Mais s’il y a scandale, ne peut-on pas compter sur les médias pour les dénoncer? Pas davantage, car là aussi les opérateurs sont très présents, aussi bien auprès des chaînes de télévision dont ils possèdent une partie du capital, que de la presse écrite à qui ils achètent d’énormes espaces publicitaires.
De ce fait, des passages entiers du rapport remis par l’Inspection générale des affaires sociales (IGAS) sur le Médiator, pourraient s’appliquer au sujet de la téléphonie mobile: notamment quand l’inspection dénonce «un principe de précaution fonctionnant à rebours». Ainsi, on demande vaguement d’autres études, ce qui permet de gagner plusieurs années pendant lesquelles des millions de forfaits sont vendus.
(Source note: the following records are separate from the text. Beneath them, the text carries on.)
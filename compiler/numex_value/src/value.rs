use std::fmt;

#[cfg(feature = "serde")]
use serde::{Deserialize, Serialize};

/// Floating point width of a value's elements.
#[derive(Debug, Clone, Copy, PartialEq, Eq, Hash, PartialOrd, Ord)]
pub enum Width {
    F32,
    F64,
}

/// A numeric value produced or consumed by evaluation.
#[derive(Debug, Clone, PartialEq)]
#[cfg_attr(feature = "serde", derive(Serialize, Deserialize))]
pub enum Value {
    Scalar64(f64),
    Scalar32(f32),
    Vector64(Vec<f64>),
    Vector32(Vec<f32>),
}

impl Value {
    pub fn width(&self) -> Width {
        match self {
            Value::Scalar64(_) | Value::Vector64(_) => Width::F64,
            Value::Scalar32(_) | Value::Vector32(_) => Width::F32,
        }
    }

    pub fn is_scalar(&self) -> bool {
        matches!(self, Value::Scalar64(_) | Value::Scalar32(_))
    }

    /// Number of elements; scalars count as one.
    pub fn len(&self) -> usize {
        match self {
            Value::Scalar64(_) | Value::Scalar32(_) => 1,
            Value::Vector64(v) => v.len(),
            Value::Vector32(v) => v.len(),
        }
    }

    pub fn is_empty(&self) -> bool {
        self.len() == 0
    }

    /// Rust-style name of the value's shape, used in error messages.
    pub fn type_name(&self) -> &'static str {
        match self {
            Value::Scalar64(_) => "f64",
            Value::Scalar32(_) => "f32",
            Value::Vector64(_) => "Vec<f64>",
            Value::Vector32(_) => "Vec<f32>",
        }
    }

    /// The scalar as an `f64`, or `None` for vectors.
    pub fn as_f64(&self) -> Option<f64> {
        match self {
            Value::Scalar64(x) => Some(*x),
            Value::Scalar32(x) => Some(f64::from(*x)),
            Value::Vector64(_) | Value::Vector32(_) => None,
        }
    }

    /// Element `index` of a vector, keeping its width. Scalars have no
    /// elements to index.
    pub fn element(&self, index: usize) -> Option<Value> {
        match self {
            Value::Vector64(v) => v.get(index).copied().map(Value::Scalar64),
            Value::Vector32(v) => v.get(index).copied().map(Value::Scalar32),
            Value::Scalar64(_) | Value::Scalar32(_) => None,
        }
    }

    /// Every element widened to `f64`, in order.
    pub fn to_f64_vec(&self) -> Vec<f64> {
        match self {
            Value::Scalar64(x) => vec![*x],
            Value::Scalar32(x) => vec![f64::from(*x)],
            Value::Vector64(v) => v.clone(),
            Value::Vector32(v) => v.iter().copied().map(f64::from).collect(),
        }
    }

    /// Applies `f` to every element in double precision. The result is
    /// always 64-bit and keeps the scalar/vector shape.
    pub fn map_f64<F: Fn(f64) -> f64>(&self, f: F) -> Value {
        match self {
            Value::Scalar64(x) => Value::Scalar64(f(*x)),
            Value::Scalar32(x) => Value::Scalar64(f(f64::from(*x))),
            Value::Vector64(v) => Value::Vector64(v.iter().map(|&x| f(x)).collect()),
            Value::Vector32(v) => Value::Vector64(v.iter().map(|&x| f(f64::from(x))).collect()),
        }
    }

    /// Absolute value; the only elementwise function that keeps 32-bit input
    /// 32-bit.
    pub fn abs(&self) -> Value {
        match self {
            Value::Scalar64(x) => Value::Scalar64(x.abs()),
            Value::Scalar32(x) => Value::Scalar32(x.abs()),
            Value::Vector64(v) => Value::Vector64(v.iter().map(|x| x.abs()).collect()),
            Value::Vector32(v) => Value::Vector32(v.iter().map(|x| x.abs()).collect()),
        }
    }

    /// Sum of the elements at the input's width. Scalars are returned as is.
    pub fn sum(&self) -> Value {
        match self {
            Value::Scalar64(_) | Value::Scalar32(_) => self.clone(),
            Value::Vector64(v) => Value::Scalar64(v.iter().sum()),
            Value::Vector32(v) => Value::Scalar32(v.iter().sum()),
        }
    }
}

impl From<f64> for Value {
    fn from(x: f64) -> Self {
        Value::Scalar64(x)
    }
}

impl From<f32> for Value {
    fn from(x: f32) -> Self {
        Value::Scalar32(x)
    }
}

impl From<Vec<f64>> for Value {
    fn from(v: Vec<f64>) -> Self {
        Value::Vector64(v)
    }
}

impl From<Vec<f32>> for Value {
    fn from(v: Vec<f32>) -> Self {
        Value::Vector32(v)
    }
}

impl From<&[f64]> for Value {
    fn from(v: &[f64]) -> Self {
        Value::Vector64(v.to_vec())
    }
}

impl From<&[f32]> for Value {
    fn from(v: &[f32]) -> Self {
        Value::Vector32(v.to_vec())
    }
}

fn write_elements<T: fmt::Display>(f: &mut fmt::Formatter<'_>, items: &[T]) -> fmt::Result {
    f.write_str("[")?;
    for (i, item) in items.iter().enumerate() {
        if i > 0 {
            f.write_str(", ")?;
        }
        write!(f, "{item}")?;
    }
    f.write_str("]")
}

impl fmt::Display for Value {
    fn fmt(&self, f: &mut fmt::Formatter<'_>) -> fmt::Result {
        match self {
            Value::Scalar64(x) => write!(f, "{x}"),
            Value::Scalar32(x) => write!(f, "{x}"),
            Value::Vector64(v) => write_elements(f, v),
            Value::Vector32(v) => write_elements(f, v),
        }
    }
}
Théorie du complot? Non. La théorie du complot suppose l’existence de négociations secrètes, d’accords cachés, peut-être réels, mais impossibles à prouver ainsi, d’ailleurs, qu’à réfuter formellement. Ici, les faits, les chiffres, les nominations sont sur la table: tout est public, le conflit d’intérêt est objectif.
Marchands de peur? Non. Lanceurs d’alerte.